The present disclosure relates to electronic vapor devices including self-contained articles including pre-vapor formulations.

Electronic vaping devices are used to vaporize a pre-vapor formulation material into a vapor. These electronic vaping devices may be referred to as e-vaping devices. E-vaping devices include a heater which vaporizes the pre-vapor formulation material to produce vapor. An e-vaping device may include several e-vaping elements including a power source, a cartridge or e-vaping tank including the heater and along with a reservoir capable of holding the pre-vapor formulation material.

At least some example embodiments relate to an e-vaping device.

At least one example embodiment discloses a pod for an electronic vapor (e-vapor) apparatus. The pod includes a pre-vapor formulation compartment configured to hold a pre-vapor formulation therein, a device compartment in fluidic communication with the pre-vapor formulation compartment, the device compartment including a processor configured to monitor the pre-vapor formulation compartment and identify the pre-vapor formulation and a vapor channel extending from the device compartment and through the pre-vapor formulation compartment.

In an example embodiment, a surface of the pod includes at least one electrical contact coupled to the processor.

In an example embodiment, the at least one electrical contact is configured to couple the pod to a battery of the e-vapor apparatus.

In an example embodiment, the processor is configured to provide energy information associated with the pod to the e-vapor apparatus.

In an example embodiment, the energy information is associated with a formulation of the pre-vapor formulation.

In an example embodiment, the device compartment further includes a memory device configured to store power information associated with the e-vapor apparatus.

In an example embodiment, the memory device is a programmable read only memory.

In an example embodiment, the processor is configured to authenticate the pod with respect to the e-vapor apparatus.

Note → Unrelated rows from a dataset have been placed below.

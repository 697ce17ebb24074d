//
// WebSocket fanout for QR login status
//
// Live desktop subscribers are indexed in a fixed number of shards, each
// behind its own lock, keyed by `hash(token) mod N`. A bounded outbound
// queue feeds one writer pump per connection; overflow evicts the
// connection. A sweeper closes connections older than the maximum age, and
// shutdown drains every shard.
use std::collections::hash_map::DefaultHasher;
use std::collections::HashMap;
use std::hash::{Hash, Hasher};
use std::sync::atomic::{AtomicU64, AtomicUsize, Ordering};
use std::sync::Arc;
use std::time::{Duration, Instant};

use once_cell::sync::Lazy;
use rocket::Route;
use rocket_ws as ws;
use serde_json::Value;
use tokio::sync::{mpsc, Mutex};

pub fn routes() -> Vec<Route> {
    routes![ws_qr_login]
}

const SHARD_COUNT: usize = 8;
const MAX_CONNECTIONS: usize = 1000;
const OUTBOUND_QUEUE: usize = 256;
const PING_INTERVAL: Duration = Duration::from_secs(30);
const PONG_DEADLINE: Duration = Duration::from_secs(60);
const MAX_CONNECTION_AGE: Duration = Duration::from_secs(5 * 60);

pub static WS_QR_SUBSCRIBERS: Lazy<Arc<QrSubscribers>> = Lazy::new(|| Arc::new(QrSubscribers::new()));

struct Subscriber {
    id: u64,
    tx: mpsc::Sender<Value>,
    connected_at: Instant,
}

pub struct QrSubscribers {
    shards: Vec<Mutex<HashMap<String, Subscriber>>>,
    total: AtomicUsize,
    next_id: AtomicU64,
}

impl QrSubscribers {
    fn new() -> Self {
        Self {
            shards: (0..SHARD_COUNT).map(|_| Mutex::new(HashMap::new())).collect(),
            total: AtomicUsize::new(0),
            next_id: AtomicU64::new(0),
        }
    }

    fn shard_for(&self, token: &str) -> &Mutex<HashMap<String, Subscriber>> {
        let mut hasher = DefaultHasher::new();
        token.hash(&mut hasher);
        &self.shards[(hasher.finish() as usize) % SHARD_COUNT]
    }

    /// Registers a subscriber for a token, replacing any prior subscriber
    /// for the same token (its queue closes, ending its pump). Fails when
    /// the global connection cap is reached. Returns the subscriber id the
    /// pump hands back at unregister time.
    async fn register(&self, token: &str) -> Option<(u64, mpsc::Receiver<Value>)> {
        if self.total.fetch_add(1, Ordering::SeqCst) >= MAX_CONNECTIONS {
            self.total.fetch_sub(1, Ordering::SeqCst);
            warn!("Rejecting WebSocket connection: connection cap reached");
            return None;
        }

        let id = self.next_id.fetch_add(1, Ordering::Relaxed);
        let (tx, rx) = mpsc::channel(OUTBOUND_QUEUE);
        let mut shard = self.shard_for(token).lock().await;
        shard.insert(
            token.to_string(),
            Subscriber {
                id,
                tx,
                connected_at: Instant::now(),
            },
        );
        Some((id, rx))
    }

    /// Drops the map entry when it still belongs to the leaving connection;
    /// a replaced connection must not tear down its replacement. The
    /// connection count is decremented by the leaving pump either way.
    async fn unregister(&self, token: &str, id: u64) {
        let mut shard = self.shard_for(token).lock().await;
        if let Some(sub) = shard.get(token) {
            if sub.id == id {
                shard.remove(token);
            }
        }
        drop(shard);
        self.total.fetch_sub(1, Ordering::SeqCst);
    }

    /// Enqueues a status message for the token's subscriber. Nobody
    /// listening is a no-op; a full queue evicts the subscriber.
    pub async fn notify(&self, token: &str, status: &str, extra: Option<Value>) {
        let mut message = json!({
            "type": "status",
            "status": status,
        });
        if let Some(extra) = extra {
            if let Some(obj) = extra.as_object() {
                for (k, v) in obj {
                    message[k.as_str()] = v.clone();
                }
            }
        }

        let mut shard = self.shard_for(token).lock().await;
        if let Some(sub) = shard.get(token) {
            match sub.tx.try_send(message) {
                Ok(()) => {}
                Err(mpsc::error::TrySendError::Full(_)) => {
                    warn!("WebSocket queue overflow, evicting subscriber");
                    shard.remove(token);
                }
                Err(mpsc::error::TrySendError::Closed(_)) => {
                    shard.remove(token);
                }
            }
        }
    }

    /// Closes connections older than the maximum age.
    pub async fn sweep(&self) {
        for shard in &self.shards {
            let mut shard = shard.lock().await;
            shard.retain(|_, sub| sub.connected_at.elapsed() < MAX_CONNECTION_AGE);
        }
    }

    /// Graceful drain: every queue closes, every pump sends a close frame
    /// and exits, and the pumps bring the counter back to zero.
    pub async fn shutdown(&self) {
        for shard in &self.shards {
            let mut shard = shard.lock().await;
            shard.clear();
        }
    }

    pub fn connection_count(&self) -> usize {
        self.total.load(Ordering::SeqCst)
    }
}

/// Periodic sweep of over-age connections; exits on shutdown.
pub async fn start_sweeper(shutdown: rocket::Shutdown) {
    let mut interval = tokio::time::interval(Duration::from_secs(60));
    loop {
        tokio::select! {
            _ = interval.tick() => {
                WS_QR_SUBSCRIBERS.sweep().await;
            }
            _ = shutdown.clone() => break,
        }
    }
}

/// Shutdown hook: drain all shards.
pub async fn ws_shutdown() {
    WS_QR_SUBSCRIBERS.shutdown().await;
}

#[get("/qr-login?<token>")]
fn ws_qr_login(token: String, ws: ws::WebSocket) -> ws::Channel<'static> {
    use futures::{SinkExt, StreamExt};

    ws.channel(move |mut stream| {
        Box::pin(async move {
            let (sub_id, mut rx) = match WS_QR_SUBSCRIBERS.register(&token).await {
                Some(sub) => sub,
                None => {
                    let _unused = stream.send(ws::Message::Close(None)).await;
                    return Ok(());
                }
            };

            let mut ping_interval = tokio::time::interval(PING_INTERVAL);
            ping_interval.set_missed_tick_behavior(tokio::time::MissedTickBehavior::Delay);
            let mut last_pong = Instant::now();

            loop {
                tokio::select! {
                    // Writer pump: outbound queue drained in order.
                    outbound = rx.recv() => {
                        match outbound {
                            Some(message) => {
                                if stream.send(ws::Message::Text(message.to_string())).await.is_err() {
                                    break;
                                }
                            }
                            // Queue closed: evicted, replaced or draining.
                            None => break,
                        }
                    }

                    inbound = stream.next() => {
                        match inbound {
                            Some(Ok(ws::Message::Pong(_))) => {
                                last_pong = Instant::now();
                            }
                            Some(Ok(ws::Message::Ping(payload))) => {
                                if stream.send(ws::Message::Pong(payload)).await.is_err() {
                                    break;
                                }
                            }
                            Some(Ok(ws::Message::Close(_))) | None | Some(Err(_)) => break,
                            // Inbound data frames are ignored; this socket
                            // only pushes status.
                            Some(Ok(_)) => {}
                        }
                    }

                    _ = ping_interval.tick() => {
                        if last_pong.elapsed() > PONG_DEADLINE {
                            info!("Closing WebSocket: pong deadline passed");
                            break;
                        }
                        if stream.send(ws::Message::Ping(Vec::new())).await.is_err() {
                            break;
                        }
                    }
                }
            }

            let _unused = stream.send(ws::Message::Close(None)).await;
            WS_QR_SUBSCRIBERS.unregister(&token, sub_id).await;

            Ok(())
        })
    })
}

#[cfg(test)]
mod tests {
    use super::*;

    #[rocket::async_test]
    async fn test_register_notify_and_receive_in_order() {
        let subs = QrSubscribers::new();
        let (id, mut rx) = subs.register("tok-1").await.unwrap();

        subs.notify("tok-1", "scanned", None).await;
        subs.notify("tok-1", "confirmed", Some(json!({"sessionToken": "s1"}))).await;

        let first = rx.recv().await.unwrap();
        assert_eq!(first["type"], "status");
        assert_eq!(first["status"], "scanned");

        let second = rx.recv().await.unwrap();
        assert_eq!(second["status"], "confirmed");
        assert_eq!(second["sessionToken"], "s1");

        subs.unregister("tok-1", id).await;
        assert_eq!(subs.connection_count(), 0);
    }

    #[rocket::async_test]
    async fn test_notify_without_subscriber_is_noop() {
        let subs = QrSubscribers::new();
        subs.notify("nobody", "scanned", None).await;
    }

    #[rocket::async_test]
    async fn test_replacement_closes_previous_subscriber() {
        let subs = QrSubscribers::new();
        let (old_id, mut old_rx) = subs.register("tok-2").await.unwrap();
        let (new_id, mut new_rx) = subs.register("tok-2").await.unwrap();

        // The old queue is closed by the replacement.
        assert!(old_rx.recv().await.is_none());

        subs.notify("tok-2", "scanned", None).await;
        assert_eq!(new_rx.recv().await.unwrap()["status"], "scanned");

        // The old pump leaving must not remove the new subscriber's entry.
        subs.unregister("tok-2", old_id).await;
        subs.notify("tok-2", "confirmed", None).await;
        assert_eq!(new_rx.recv().await.unwrap()["status"], "confirmed");

        subs.unregister("tok-2", new_id).await;
        assert_eq!(subs.connection_count(), 0);
    }

    #[rocket::async_test]
    async fn test_queue_overflow_evicts_subscriber() {
        let subs = QrSubscribers::new();
        let (_id, rx) = subs.register("tok-3").await.unwrap();

        for _ in 0..=OUTBOUND_QUEUE {
            subs.notify("tok-3", "scanned", None).await;
        }

        // The subscriber map entry is gone; the receiver sees the close
        // after draining its backlog.
        let shard = subs.shard_for("tok-3").lock().await;
        assert!(!shard.contains_key("tok-3"));
        drop(shard);
        drop(rx);
    }

    #[rocket::async_test]
    async fn test_connection_cap() {
        let subs = QrSubscribers::new();
        let mut receivers = Vec::new();
        for i in 0..MAX_CONNECTIONS {
            receivers.push(subs.register(&format!("tok-{i}")).await.unwrap());
        }
        assert_eq!(receivers.len(), MAX_CONNECTIONS);
        assert!(subs.register("one-too-many").await.is_none());
        assert_eq!(subs.connection_count(), MAX_CONNECTIONS);
    }

    #[rocket::async_test]
    async fn test_shutdown_drains_all_shards() {
        let subs = QrSubscribers::new();
        let (id_a, mut rx_a) = subs.register("tok-a").await.unwrap();
        let (id_b, mut rx_b) = subs.register("tok-b").await.unwrap();

        subs.shutdown().await;

        assert!(rx_a.recv().await.is_none());
        assert!(rx_b.recv().await.is_none());

        // Pumps decrement on their way out.
        subs.unregister("tok-a", id_a).await;
        subs.unregister("tok-b", id_b).await;
        assert_eq!(subs.connection_count(), 0);
    }
}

At least one example embodiment discloses an electronic vapor (e-vapor) apparatus including a pod including a pre-vapor formulation compartment, a device compartment, and a vapor channel extending from the device compartment and through the pre-vapor formulation compartment, the pre-vapor formulation compartment configured to hold a pre-vapor formulation therein and the device compartment including a processor configured to monitor the pre-vapor formulation compartment and identify the pre-vapor formulation and a dispensing body including a proximal portion and an opposing distal portion, the proximal portion including a vapor passage and receiving element, the vapor passage extending from an end surface of the proximal portion to a side wall of the receiving element, the receiving element being between the vapor passage and the distal portion of the dispensing body, the receiving element configured to receive the pod, and the processor configured to communicate with the dispensing body.

In an example embodiment, the dispensing body is configured to authenticate the pod based on communicating with the processor.

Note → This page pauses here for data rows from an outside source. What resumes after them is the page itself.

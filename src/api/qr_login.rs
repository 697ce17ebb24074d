//
// Cross-device QR login
//
// The desktop generates a token, renders it as a QR code and subscribes to
// its status over the WebSocket fanout. The phone advances the state;
// every advance is pushed to the desktop.
use chrono::Utc;
use rocket::serde::json::Json;
use rocket::Route;

use crate::{
    api::{api_ok, api_success, JsonResult, WS_QR_SUBSCRIBERS},
    auth::{self, Headers},
    db::models::{QrLoginToken, UserLog},
    db::DbConn,
};

pub fn routes() -> Vec<Route> {
    routes![generate, scan, mobile_confirm, mobile_cancel, cancel, set_session]
}

#[derive(Deserialize)]
struct QrTokenData {
    token: String,
}

/// Desktop: create a QR session. The browser then opens the WebSocket
/// subscription for this token.
#[post("/generate")]
async fn generate(conn: DbConn) -> JsonResult {
    let row = QrLoginToken::generate(&conn).await?;

    Ok(api_success(json!({
        "token": row.token,
        "expiresAt": crate::util::format_naive_datetime(&row.expires_at),
    })))
}

/// Phone: anonymous scan announcement. pending -> scanned.
#[post("/scan", data = "<data>")]
async fn scan(data: Json<QrTokenData>, conn: DbConn) -> JsonResult {
    let data = data.into_inner();
    QrLoginToken::scan(&data.token, &conn).await?;

    WS_QR_SUBSCRIBERS.notify(&data.token, "scanned", None).await;
    Ok(api_ok())
}

/// Phone: authenticated confirmation. scanned -> confirmed; the desktop
/// receives a session bearer minted for the confirming user.
#[post("/mobile-confirm", data = "<data>")]
async fn mobile_confirm(data: Json<QrTokenData>, headers: Headers, conn: DbConn) -> JsonResult {
    let data = data.into_inner();

    let session_token = auth::mint_session(headers.user.id);
    QrLoginToken::confirm(&data.token, headers.user.id, &session_token, &conn).await?;

    UserLog::log(headers.user.id, "qr-login-confirm", json!({}), &conn).await;

    WS_QR_SUBSCRIBERS
        .notify(&data.token, "confirmed", Some(json!({"sessionToken": session_token})))
        .await;
    Ok(api_ok())
}

/// Phone: decline. scanned -> cancelled.
#[post("/mobile-cancel", data = "<data>")]
async fn mobile_cancel(data: Json<QrTokenData>, conn: DbConn) -> JsonResult {
    let data = data.into_inner();
    QrLoginToken::cancel(&data.token, &conn).await?;

    WS_QR_SUBSCRIBERS.notify(&data.token, "cancelled", None).await;
    Ok(api_ok())
}

/// Desktop: dialog closed; any non-terminal token is deleted.
#[post("/cancel", data = "<data>")]
async fn cancel(data: Json<QrTokenData>, conn: DbConn) -> JsonResult {
    let data = data.into_inner();
    QrLoginToken::delete_non_terminal(&data.token, &conn).await?;
    Ok(api_ok())
}

#[derive(Deserialize)]
#[serde(rename_all = "camelCase")]
struct SetSessionData {
    token: String,
    session_token: String,
}

/// Desktop: materialize the pushed session bearer as the `token` cookie.
/// The bearer must be the one bound to a confirmed QR token, so the desktop
/// can never obtain a session for anyone but the confirming user.
#[post("/set-session", data = "<data>")]
async fn set_session(data: Json<SetSessionData>, jar: &rocket::http::CookieJar<'_>, conn: DbConn) -> JsonResult {
    let data = data.into_inner();

    let row = match QrLoginToken::find(&data.token, &conn).await {
        Some(row) => row,
        None => err_code!("Unknown QR login token", "INVALID_TOKEN", 400),
    };

    let now = Utc::now().naive_utc();
    if row.is_expired(&now) {
        err_code!("QR login token expired", "TOKEN_EXPIRED", 400);
    }

    match row.session_token {
        Some(ref session_token) if crate::crypto::ct_eq(session_token, &data.session_token) => {}
        _ => err_code!("Session bearer does not match this QR login", "INVALID_TOKEN", 400),
    }

    // One-shot: the row served its purpose.
    row.delete(&conn).await.ok();

    auth::set_session_cookie(jar, data.session_token);
    Ok(api_ok())
}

In an example embodiment, the device compartment of the pod includes a memory device.

In an example embodiment, the memory device includes an electronic signature to authenticate the pod.

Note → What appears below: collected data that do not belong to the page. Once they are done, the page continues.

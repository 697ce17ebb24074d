use chrono::{Duration, NaiveDateTime, Utc};
use serde_json::Value;

use super::UserId;
use crate::api::EmptyResult;
use crate::db::schema::{admin_logs, user_logs};
use crate::db::DbConn;
use crate::error::MapResult;

/// Append-only audit trail of admin actions.
#[derive(Identifiable, Queryable)]
#[diesel(table_name = admin_logs)]
pub struct AdminLog {
    pub id: i64,
    pub admin_id: i64,
    pub action: String,
    pub target_id: Option<i64>,
    pub details: String,
    pub created_at: NaiveDateTime,
}

#[derive(Insertable)]
#[diesel(table_name = admin_logs)]
struct NewAdminLog {
    admin_id: i64,
    action: String,
    target_id: Option<i64>,
    details: String,
    created_at: NaiveDateTime,
}

/// Per-user activity trail, retained for a bounded window.
#[derive(Identifiable, Queryable)]
#[diesel(table_name = user_logs)]
pub struct UserLog {
    pub id: i64,
    pub user_id: i64,
    pub action: String,
    pub details: String,
    pub created_at: NaiveDateTime,
}

#[derive(Insertable)]
#[diesel(table_name = user_logs)]
struct NewUserLog {
    user_id: i64,
    action: String,
    details: String,
    created_at: NaiveDateTime,
}

impl AdminLog {
    /// Log failures degrade observability, not correctness; callers never
    /// fail on them.
    pub async fn log(admin_id: UserId, action: &str, target_id: Option<UserId>, details: Value, conn: &DbConn) {
        let row = NewAdminLog {
            admin_id: admin_id.as_i64(),
            action: action.to_string(),
            target_id: target_id.map(|id| id.as_i64()),
            details: details.to_string(),
            created_at: Utc::now().naive_utc(),
        };

        let res: EmptyResult = db_run! { conn: {
            diesel::insert_into(admin_logs::table)
                .values(&row)
                .execute(conn)
                .map_res("Error saving admin log")
        }};
        if let Err(e) = res {
            warn!("Failed to write admin log ({action}): {e:#?}");
        }
    }

    pub async fn find_recent(limit: i64, conn: &DbConn) -> Vec<Self> {
        db_run! { conn: {
            admin_logs::table
                .order(admin_logs::created_at.desc())
                .limit(limit)
                .load::<Self>(conn)
                .expect("Error loading admin logs")
        }}
    }

    pub fn to_json(&self) -> Value {
        json!({
            "id": self.id,
            "adminId": self.admin_id,
            "action": self.action,
            "targetId": self.target_id,
            "details": serde_json::from_str::<Value>(&self.details).unwrap_or(Value::Null),
            "createdAt": crate::util::format_naive_datetime(&self.created_at),
        })
    }
}

impl UserLog {
    pub async fn log(user_id: UserId, action: &str, details: Value, conn: &DbConn) {
        let row = NewUserLog {
            user_id: user_id.as_i64(),
            action: action.to_string(),
            details: details.to_string(),
            created_at: Utc::now().naive_utc(),
        };

        let res: EmptyResult = db_run! { conn: {
            diesel::insert_into(user_logs::table)
                .values(&row)
                .execute(conn)
                .map_res("Error saving user log")
        }};
        if let Err(e) = res {
            warn!("Failed to write user log ({action}): {e:#?}");
        }
    }

    pub async fn find_by_user(user_id: UserId, limit: i64, conn: &DbConn) -> Vec<Self> {
        db_run! { conn: {
            user_logs::table
                .filter(user_logs::user_id.eq(user_id.as_i64()))
                .order(user_logs::created_at.desc())
                .limit(limit)
                .load::<Self>(conn)
                .expect("Error loading user logs")
        }}
    }

    pub async fn delete_all_by_user(user_id: UserId, conn: &DbConn) -> EmptyResult {
        db_run! { conn: {
            diesel::delete(user_logs::table.filter(user_logs::user_id.eq(user_id.as_i64())))
                .execute(conn)
                .map_res("Error deleting user logs")
        }}
    }

    /// Retention sweep; user logs are kept for a bounded number of days.
    pub async fn prune_old(retention_days: i64, conn: &DbConn) {
        let cutoff = Utc::now().naive_utc() - Duration::days(retention_days);
        let res: EmptyResult = db_run! { conn: {
            diesel::delete(user_logs::table.filter(user_logs::created_at.lt(cutoff)))
                .execute(conn)
                .map_res("Error pruning user logs")
        }};
        if let Err(e) = res {
            warn!("Failed to prune old user logs: {e:#?}");
        }
    }

    pub fn to_json(&self) -> Value {
        json!({
            "id": self.id,
            "action": self.action,
            "details": serde_json::from_str::<Value>(&self.details).unwrap_or(Value::Null),
            "createdAt": crate::util::format_naive_datetime(&self.created_at),
        })
    }
}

In an example embodiment, the e-vapor apparatus further includes a vaporizer disposed in at least one of the pod and the dispensing body, the pre-vapor formulation compartment of the pod configured to be in fluidic communication with the vaporizer during an operation of the e-vapor apparatus such that the pre-vapor formulation from the pre-vapor formulation compartment comes into thermal contact with the vaporizer, the vaporizer configured to vaporize the pre-vapor formulation to produce a vapor that passes through the pod via the vapor channel, the through-hole of the dispensing body configured to receive the pod such that the vapor channel of the pod is aligned with the vapor passage of the dispensing body so as to facilitate a delivery of the vapor through the vapor passage of the dispensing body, and the processor is configured to communicate operational parameters of the vaporizer to the dispensing body.

In an example embodiment, the operational parameters correspond to a solution of the pre-vapor formulation.

In an example embodiment, the operational parameters include at least one of battery settings and energy settings.

In an example embodiment, the dispensing body is configured to perform at least one of supply power to and communicate with the pod via at least one electrical contact coupled to the processor.

In an example embodiment, the at least one electrical contact is on a side of the pod.

In an example embodiment, the processor is configured to receive usage data from the dispensing body.

In an example embodiment, the processor is configured to provide liquid usage parameters associated with the pod to the dispensing body.

It should be understood that when an element or layer is referred to as being “on,” “connected to,” “coupled to,” or “covering” another element or layer, it may be directly on, connected to, coupled to, or covering the other element or layer or intervening elements or layers may be present. In contrast, when an element is referred to as being “directly on,” “directly connected to,” or “directly coupled to” another element or layer, there are no intervening elements or layers present. Like numbers refer to like elements throughout the specification. As used herein, the term “and/or” includes any and all combinations of one or more of the associated listed items.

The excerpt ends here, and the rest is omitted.